Stored data
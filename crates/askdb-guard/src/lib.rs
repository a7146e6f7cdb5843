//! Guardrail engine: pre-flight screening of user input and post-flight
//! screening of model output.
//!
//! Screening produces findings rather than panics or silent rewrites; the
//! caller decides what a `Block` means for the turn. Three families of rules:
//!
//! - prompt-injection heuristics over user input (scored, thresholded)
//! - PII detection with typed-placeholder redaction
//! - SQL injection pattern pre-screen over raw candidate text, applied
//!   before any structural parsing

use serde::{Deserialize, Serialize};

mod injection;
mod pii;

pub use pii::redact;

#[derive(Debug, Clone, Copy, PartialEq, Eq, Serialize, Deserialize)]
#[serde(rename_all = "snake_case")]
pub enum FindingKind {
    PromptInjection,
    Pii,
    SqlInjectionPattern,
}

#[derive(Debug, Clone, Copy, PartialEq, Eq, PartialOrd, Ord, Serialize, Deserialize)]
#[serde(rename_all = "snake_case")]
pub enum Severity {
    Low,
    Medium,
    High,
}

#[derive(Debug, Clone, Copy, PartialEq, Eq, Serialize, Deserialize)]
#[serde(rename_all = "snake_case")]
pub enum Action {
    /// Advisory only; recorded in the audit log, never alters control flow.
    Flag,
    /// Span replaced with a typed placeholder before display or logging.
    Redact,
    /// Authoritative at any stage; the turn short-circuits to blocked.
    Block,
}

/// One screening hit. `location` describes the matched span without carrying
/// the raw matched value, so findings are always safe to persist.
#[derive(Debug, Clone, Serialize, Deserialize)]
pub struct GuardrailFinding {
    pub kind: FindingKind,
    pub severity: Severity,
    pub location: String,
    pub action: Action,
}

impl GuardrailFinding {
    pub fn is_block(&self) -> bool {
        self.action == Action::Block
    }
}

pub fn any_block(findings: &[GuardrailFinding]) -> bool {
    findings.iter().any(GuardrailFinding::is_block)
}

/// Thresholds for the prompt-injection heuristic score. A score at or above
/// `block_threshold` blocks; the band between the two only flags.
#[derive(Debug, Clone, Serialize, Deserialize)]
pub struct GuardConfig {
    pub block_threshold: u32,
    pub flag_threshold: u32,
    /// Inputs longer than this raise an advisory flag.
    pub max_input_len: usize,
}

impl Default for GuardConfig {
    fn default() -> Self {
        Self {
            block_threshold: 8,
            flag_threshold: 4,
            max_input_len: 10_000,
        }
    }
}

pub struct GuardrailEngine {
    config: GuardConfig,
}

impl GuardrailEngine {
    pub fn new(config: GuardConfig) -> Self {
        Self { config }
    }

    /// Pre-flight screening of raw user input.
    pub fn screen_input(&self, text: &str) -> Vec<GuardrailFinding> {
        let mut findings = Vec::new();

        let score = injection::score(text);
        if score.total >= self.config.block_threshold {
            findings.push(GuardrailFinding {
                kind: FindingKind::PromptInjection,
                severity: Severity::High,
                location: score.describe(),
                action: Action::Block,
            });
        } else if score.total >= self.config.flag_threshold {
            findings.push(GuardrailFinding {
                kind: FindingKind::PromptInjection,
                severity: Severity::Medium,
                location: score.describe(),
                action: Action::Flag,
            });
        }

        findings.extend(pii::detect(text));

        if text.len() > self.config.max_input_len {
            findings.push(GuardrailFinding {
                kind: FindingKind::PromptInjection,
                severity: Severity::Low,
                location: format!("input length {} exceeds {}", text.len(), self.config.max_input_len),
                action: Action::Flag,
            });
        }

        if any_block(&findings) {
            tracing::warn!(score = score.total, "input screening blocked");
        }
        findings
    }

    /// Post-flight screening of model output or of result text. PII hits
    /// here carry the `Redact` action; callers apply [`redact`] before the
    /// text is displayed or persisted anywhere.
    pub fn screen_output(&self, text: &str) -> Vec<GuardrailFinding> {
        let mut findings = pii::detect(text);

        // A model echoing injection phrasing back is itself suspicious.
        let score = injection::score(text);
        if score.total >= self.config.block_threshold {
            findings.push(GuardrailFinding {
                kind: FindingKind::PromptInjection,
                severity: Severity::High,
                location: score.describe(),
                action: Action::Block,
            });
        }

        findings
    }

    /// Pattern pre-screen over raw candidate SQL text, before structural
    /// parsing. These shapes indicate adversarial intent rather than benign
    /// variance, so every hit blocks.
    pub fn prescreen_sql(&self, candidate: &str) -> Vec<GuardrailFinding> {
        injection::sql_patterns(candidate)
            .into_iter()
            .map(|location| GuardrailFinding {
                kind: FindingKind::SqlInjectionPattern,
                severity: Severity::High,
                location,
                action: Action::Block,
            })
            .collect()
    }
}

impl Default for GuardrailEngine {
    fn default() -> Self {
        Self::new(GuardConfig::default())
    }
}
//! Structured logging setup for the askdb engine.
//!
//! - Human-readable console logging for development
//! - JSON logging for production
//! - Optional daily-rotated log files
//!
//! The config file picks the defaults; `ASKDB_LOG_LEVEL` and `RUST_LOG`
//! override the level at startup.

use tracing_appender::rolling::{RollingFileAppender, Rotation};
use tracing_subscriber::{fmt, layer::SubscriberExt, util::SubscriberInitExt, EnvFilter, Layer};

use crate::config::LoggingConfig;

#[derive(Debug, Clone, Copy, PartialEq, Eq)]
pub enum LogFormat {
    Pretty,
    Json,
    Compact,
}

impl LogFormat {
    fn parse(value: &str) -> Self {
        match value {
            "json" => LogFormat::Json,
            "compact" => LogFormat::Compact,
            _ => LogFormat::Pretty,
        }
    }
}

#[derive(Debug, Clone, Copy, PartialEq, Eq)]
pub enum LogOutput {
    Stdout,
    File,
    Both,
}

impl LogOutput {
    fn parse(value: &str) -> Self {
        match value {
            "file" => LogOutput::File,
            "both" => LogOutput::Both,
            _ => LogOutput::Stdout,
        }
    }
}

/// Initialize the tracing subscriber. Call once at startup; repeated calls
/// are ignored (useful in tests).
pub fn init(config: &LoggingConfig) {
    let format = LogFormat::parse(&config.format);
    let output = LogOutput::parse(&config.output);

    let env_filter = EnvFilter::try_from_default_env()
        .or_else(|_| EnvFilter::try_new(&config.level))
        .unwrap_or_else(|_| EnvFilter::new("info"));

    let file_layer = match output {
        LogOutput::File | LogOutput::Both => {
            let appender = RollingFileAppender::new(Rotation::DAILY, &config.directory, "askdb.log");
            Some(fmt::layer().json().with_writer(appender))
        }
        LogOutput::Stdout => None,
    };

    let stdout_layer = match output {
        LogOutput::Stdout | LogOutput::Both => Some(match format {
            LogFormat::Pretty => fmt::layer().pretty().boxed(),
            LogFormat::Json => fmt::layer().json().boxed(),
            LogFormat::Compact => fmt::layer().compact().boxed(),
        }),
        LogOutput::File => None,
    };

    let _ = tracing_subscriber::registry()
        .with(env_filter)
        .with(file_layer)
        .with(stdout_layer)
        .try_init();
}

The task:
Reproduce every line of the entries above, unchanged, from the very first one down to and including the line containing "candidate text, applied".

Task solution:
filename crates/askdb-guard/src/lib.rs
repository a7146e6f7cdb5843
//! Guardrail engine: pre-flight screening of user input and post-flight
//! screening of model output.
//!
//! Screening produces findings rather than panics or silent rewrites; the
//! caller decides what a `Block` means for the turn. Three families of rules:
//!
//! - prompt-injection heuristics over user input (scored, thresholded)
//! - PII detection with typed-placeholder redaction
//! - SQL injection pattern pre-screen over raw candidate text, applied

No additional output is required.